Courtney Barnett: ‘Every album to me feels pretty personal.’ Photo: Mia Mala McDonald

Four singles were released as part of Things Take Time, Take Time – “Rae Street”, “Before You Gotta Go”, “Write a List of Things to Look Forward to” (which, for a fun fact, made it onto Barack Obama’s list of “Favourite Music of 2021”) and “If I Don’t Hear from You Tonight” – all exhibiting Barnett’s adept talent for stream-of-consciousness storytelling.

Inspired by “Write a List of Things To Look Forward to”, Barnett set up a portal on her website that encourages visitors to send through their own lists as a way of “opening up a conversation”.

“It’s kind of like an experiment with no real purpose but there’s just something kind of beautiful about being vulnerable and honest, even if nobody sees it,” she says. “The fact that you write it down yourself is the first step to feeling something different in the first place.

“Write a List” was written before 2020, (before any of us knew we would be keeping lists for a while to come) but emerged out of a personally challenging time for Barnett.

“It [‘Write a List’] kind of came from a moment in my life where I was really depressed and a friend suggested that I write a list of things that I was looking forward to as a way of helping me out of a hole and kind of seeing the world around me and the exciting parts of life.

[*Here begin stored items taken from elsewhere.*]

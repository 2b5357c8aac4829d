//! Application error types
//!
//! Unified error handling for the entire application.

use agora_core::DomainError;
use serde::Serialize;
use std::fmt;

/// Application-wide error type
#[derive(Debug, thiserror::Error)]
pub enum AppError {
    // Authentication errors
    #[error("Invalid credentials")]
    InvalidCredentials,

    #[error("Invalid token")]
    InvalidToken,

    #[error("Token expired")]
    TokenExpired,

    #[error("Missing authentication")]
    MissingAuth,

    #[error("Insufficient permissions")]
    InsufficientPermissions,

    // Validation errors
    #[error("Validation error: {0}")]
    Validation(String),

    #[error("Invalid input: {0}")]
    InvalidInput(String),

    // Resource errors
    #[error("Resource not found: {0}")]
    NotFound(String),

    #[error("Conflict: {0}")]
    Conflict(String),

    // Rate limiting
    #[error("Rate limit exceeded")]
    RateLimitExceeded,

    // Database errors
    #[error("Database error: {0}")]
    Database(String),

    // Internal errors
    #[error("Internal server error")]
    Internal(#[source] anyhow::Error),

    // Domain errors
    #[error(transparent)]
    Domain(#[from] DomainError),

    // Configuration errors
    #[error("Configuration error: {0}")]
    Config(String),
}

impl AppError {
    /// Get HTTP status code for this error
    #[must_use]
    pub fn status_code(&self) -> u16 {
        match self {
            // 400 Bad Request
            Self::Validation(_) | Self::InvalidInput(_) => 400,

            // 401 Unauthorized
            Self::InvalidCredentials | Self::InvalidToken | Self::TokenExpired | Self::MissingAuth => 401,

            // 403 Forbidden
            Self::InsufficientPermissions => 403,

            // 404 Not Found
            Self::NotFound(_) => 404,

            // 409 Conflict
            Self::Conflict(_) => 409,

            // 429 Too Many Requests
            Self::RateLimitExceeded => 429,

            // 500 Internal Server Error
            Self::Database(_) | Self::Internal(_) | Self::Config(_) => 500,

            // Map domain errors to appropriate status codes
            Self::Domain(e) => {
                if e.is_not_found() {
                    404
                } else if e.is_authorization() {
                    403
                } else if e.is_validation() {
                    400
                } else if e.is_conflict() {
                    409
                } else {
                    500
                }
            }
        }
    }

    /// Get error code for API responses
    #[must_use]
    pub fn error_code(&self) -> &'static str {
        match self {
            Self::InvalidCredentials => "INVALID_CREDENTIALS",
            Self::InvalidToken => "INVALID_TOKEN",
            Self::TokenExpired => "TOKEN_EXPIRED",
            Self::MissingAuth => "MISSING_AUTH",
            Self::InsufficientPermissions => "INSUFFICIENT_PERMISSIONS",
            Self::Validation(_) => "VALIDATION_ERROR",
            Self::InvalidInput(_) => "INVALID_INPUT",
            Self::NotFound(_) => "NOT_FOUND",
            Self::Conflict(_) => "CONFLICT",
            Self::RateLimitExceeded => "RATE_LIMIT_EXCEEDED",
            Self::Database(_) => "DATABASE_ERROR",
            Self::Internal(_) => "INTERNAL_ERROR",
            Self::Config(_) => "CONFIG_ERROR",
            Self::Domain(e) => e.code(),
        }
    }

    /// Check if this is a client error (4xx)
    #[must_use]
    pub fn is_client_error(&self) -> bool {
        (400..500).contains(&self.status_code())
    }

    /// Check if this is a server error (5xx)
    #[must_use]
    pub fn is_server_error(&self) -> bool {
        (500..600).contains(&self.status_code())
    }

    /// Create a not found error for a resource type
    #[must_use]
    pub fn not_found(resource: impl fmt::Display) -> Self {
        Self::NotFound(resource.to_string())
    }

    /// Create a validation error
    #[must_use]
    pub fn validation(msg: impl fmt::Display) -> Self {
        Self::Validation(msg.to_string())
    }

    /// Create an internal error from any error
    pub fn internal(err: impl Into<anyhow::Error>) -> Self {
        Self::Internal(err.into())
    }
}

/// Error response structure for API responses
#[derive(Debug, Serialize)]
pub struct ErrorResponse {
    pub code: String,
    pub message: String,
    #[serde(skip_serializing_if = "Option::is_none")]
    pub details: Option<serde_json::Value>,
}

impl From<&AppError> for ErrorResponse {
    fn from(err: &AppError) -> Self {
        Self {
            code: err.error_code().to_string(),
            message: err.to_string(),
            details: None,
        }
    }
}

impl From<AppError> for ErrorResponse {
    fn from(err: AppError) -> Self {
        Self::from(&err)
    }
}

/// Result type alias for application operations
pub type AppResult<T> = Result<T, AppError>;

“It seems like such an absurd thing to say, but as soon as I did it, it kind of changed my outlook a little bit.”

…seeing yourself through someone else’s eyes is always confronting

For almost a decade, fans have been captivated by this vulnerability, which has almost become Barnett’s trademark. However, in 2022, the musician is offering up even more of herself in a feature-length documentary titled Anonymous Club, which shares an intimate telling of the woman behind the music – the enigmatic, reserved anti-influencer – and her life over the last few years.

The film was created by director, filmmaker and friend Danny Cohen, who joined Barnett on her last album tour.

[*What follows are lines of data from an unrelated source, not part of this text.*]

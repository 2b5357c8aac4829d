//! Database models with SQLx `FromRow` derives

mod comment;
mod group;
mod join_request;
mod member;
mod message;
mod post;
mod reaction;
mod shared_post;
mod user;

pub use comment::CommentModel;
pub use group::GroupModel;
pub use join_request::{JoinRequestModel, JoinRequestWithUserModel};
pub use member::{GroupMemberModel, MemberWithUserModel};
pub use message::MessageModel;
pub use post::PostModel;
pub use reaction::ReactionModel;
pub use shared_post::SharedPostModel;
pub use user::UserModel;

“Basically, he [Cohen] just started capturing stuff and then we decided to make a film out of it. It’s kind of like his version of what he saw.

“It’s very confronting in moments and seeing yourself through someone else’s eyes is always confronting. It was good, though – I’m glad. It’s terrifying to think that people will see it but it is what it is. I hope people find something that’s useful to them in it.”

Anonymous Club will premiere in Adelaide on the March long weekend, with Barnett and Cohen attending for a Q&A after the film – a fitting accompaniment for Barnett’s set at WOMAD.

“I can’t wait to come back to Adelaide. It will be fun,” says Barnett.

Adelaide also can’t wait to have her back – it’s on our list of things to look forward to.

WOMADelaide will be in Botanic Park from March 11-14. Courtney Barnett will play on the Foundation Stage at 9.45pm on the Saturday night.